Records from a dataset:
━━━━━━━━━━━━━━━━━━━━
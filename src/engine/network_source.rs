use crate::engine::flags::PipelineFlags;
use log::debug;
use parking_lot::{Condvar, Mutex};
use std::fmt;
use std::io::{self, Read, Seek, SeekFrom};
use std::ops::Range;
use std::sync::atomic::{AtomicU64, Ordering};
use std::sync::Arc;

/// 网络字节源抽象接口
///
/// 由网络层实现：可随机读取、可能很慢、可能卡住。重试策略完全由实现方负责，
/// 引擎本身从不重试。被 `interrupt` 之后，阻塞中的 `read_at` 应该尽快返回。
pub trait NetworkByteSource: Send + Sync {
    /// 从 `offset` 开始读取，可能阻塞；返回 0 表示已经读到末尾
    fn read_at(&self, offset: u64, buf: &mut [u8]) -> io::Result<usize>;

    /// 总字节数（未知时为 None）
    fn total_size(&self) -> Option<u64>;

    /// 等待网络时给 UI 显示的状态文字
    fn waiting_status(&self) -> Option<String> {
        None
    }

    /// 已下载的字节区间（升序、互不重叠）
    fn downloaded_ranges(&self) -> Vec<Range<u64>>;

    /// 数据源是否已永久失效（例如地址过期，需要网络层重新协商）
    fn has_failed(&self) -> bool {
        false
    }

    /// 唤醒阻塞中的读取
    fn interrupt(&self) {}

    fn clear_interrupt(&self) {}

    /// 引擎不再需要该数据源（deinit 且不保留网络流时调用）
    fn close(&self) {}

    fn description(&self) -> String {
        "network source".to_string()
    }
}

/// 读取被中断时放在 io::Error 里的标记
#[derive(Debug)]
pub struct ReadInterrupted;

impl fmt::Display for ReadInterrupted {
    fn fmt(&self, f: &mut fmt::Formatter<'_>) -> fmt::Result {
        write!(f, "读取被中断")
    }
}

impl std::error::Error for ReadInterrupted {}

pub fn interrupted_error() -> io::Error {
    io::Error::other(ReadInterrupted)
}

/// 判断 io 错误是否来自中断
pub fn is_interrupt(err: &io::Error) -> bool {
    err.get_ref().is_some_and(|inner| inner.is::<ReadInterrupted>())
}

/// 数据源上的读取游标（交给解封装器使用）
///
/// 读取位置通过 `Arc<AtomicU64>` 共享，缓冲进度条可以随时读取。
pub struct SourceReader {
    source: Arc<dyn NetworkByteSource>,
    position: Arc<AtomicU64>,
    flags: Arc<PipelineFlags>,
}

impl SourceReader {
    pub fn new(source: Arc<dyn NetworkByteSource>, flags: Arc<PipelineFlags>) -> Self {
        Self {
            source,
            position: Arc::new(AtomicU64::new(0)),
            flags,
        }
    }

    pub fn position(&self) -> u64 {
        self.position.load(Ordering::Acquire)
    }

    pub fn position_handle(&self) -> Arc<AtomicU64> {
        Arc::clone(&self.position)
    }

    pub fn source(&self) -> &Arc<dyn NetworkByteSource> {
        &self.source
    }
}

impl Read for SourceReader {
    fn read(&mut self, buf: &mut [u8]) -> io::Result<usize> {
        if self.flags.is_interrupted() {
            return Err(interrupted_error());
        }
        let offset = self.position();
        let n = self.source.read_at(offset, buf)?;
        if self.flags.is_interrupted() {
            return Err(interrupted_error());
        }
        self.position.store(offset + n as u64, Ordering::Release);
        Ok(n)
    }
}

impl Seek for SourceReader {
    fn seek(&mut self, pos: SeekFrom) -> io::Result<u64> {
        let target = match pos {
            SeekFrom::Start(offset) => Some(offset),
            SeekFrom::Current(delta) => self.position().checked_add_signed(delta),
            SeekFrom::End(delta) => {
                let size = self.source.total_size().ok_or_else(|| {
                    io::Error::new(io::ErrorKind::Unsupported, "数据源大小未知，无法从末尾定位")
                })?;
                size.checked_add_signed(delta)
            }
        };
        let target = target
            .ok_or_else(|| io::Error::new(io::ErrorKind::InvalidInput, "定位到了负偏移"))?;
        self.position.store(target, Ordering::Release);
        Ok(target)
    }
}

struct MemoryState {
    available: u64,
    waiting_status: Option<String>,
    failed: bool,
    interrupted: bool,
}

/// 内存数据源：模拟边下载边播放的网络流
///
/// `available` 之前的数据视为已下载；读取未下载区域时阻塞等待，
/// 直到 `feed_until` 推进下载进度、被中断或被标记失效。
pub struct MemoryByteSource {
    data: Vec<u8>,
    state: Mutex<MemoryState>,
    changed: Condvar,
    name: String,
}

impl MemoryByteSource {
    /// 全部数据已就绪
    pub fn new(name: impl Into<String>, data: Vec<u8>) -> Self {
        let available = data.len() as u64;
        Self::with_available(name, data, available)
    }

    /// 只有前 `available` 字节已就绪
    pub fn with_available(name: impl Into<String>, data: Vec<u8>, available: u64) -> Self {
        Self {
            data,
            state: Mutex::new(MemoryState {
                available,
                waiting_status: None,
                failed: false,
                interrupted: false,
            }),
            changed: Condvar::new(),
            name: name.into(),
        }
    }

    /// 下载进度推进到 `available` 字节
    pub fn feed_until(&self, available: u64) {
        let mut state = self.state.lock();
        state.available = available.min(self.data.len() as u64).max(state.available);
        state.waiting_status = None;
        self.changed.notify_all();
    }

    /// 标记数据源失效
    pub fn fail(&self) {
        let mut state = self.state.lock();
        state.failed = true;
        self.changed.notify_all();
    }

    /// 网络层重新协商成功，数据源恢复可用
    pub fn recover(&self) {
        let mut state = self.state.lock();
        state.failed = false;
        self.changed.notify_all();
    }

    pub fn len(&self) -> usize {
        self.data.len()
    }

    pub fn is_empty(&self) -> bool {
        self.data.is_empty()
    }
}

impl NetworkByteSource for MemoryByteSource {
    fn read_at(&self, offset: u64, buf: &mut [u8]) -> io::Result<usize> {
        let total = self.data.len() as u64;
        let mut state = self.state.lock();
        loop {
            if state.failed {
                return Err(io::Error::new(io::ErrorKind::BrokenPipe, "数据源已失效"));
            }
            if offset >= total || buf.is_empty() {
                return Ok(0);
            }
            if offset < state.available {
                let end = state.available.min(offset + buf.len() as u64);
                let n = (end - offset) as usize;
                buf[..n].copy_from_slice(&self.data[offset as usize..end as usize]);
                return Ok(n);
            }
            if state.interrupted {
                return Err(interrupted_error());
            }
            debug!("⏳ {} 等待数据: offset={}", self.name, offset);
            state.waiting_status = Some(format!("等待网络数据 ({} 字节处)", offset));
            self.changed.wait(&mut state);
        }
    }

    fn total_size(&self) -> Option<u64> {
        Some(self.data.len() as u64)
    }

    fn waiting_status(&self) -> Option<String> {
        self.state.lock().waiting_status.clone()
    }

    fn downloaded_ranges(&self) -> Vec<Range<u64>> {
        let available = self.state.lock().available;
        if available == 0 {
            Vec::new()
        } else {
            vec![0..available]
        }
    }

    fn has_failed(&self) -> bool {
        self.state.lock().failed
    }

    fn interrupt(&self) {
        let mut state = self.state.lock();
        state.interrupted = true;
        self.changed.notify_all();
    }

    fn clear_interrupt(&self) {
        self.state.lock().interrupted = false;
    }

    fn description(&self) -> String {
        format!("memory source: {}", self.name)
    }
}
━━━━━━━━━━━━━━━━━━━━
_Work order_:
Report how many lines in the records hold the word "clone", giving the number and nothing else.

_Result_:
2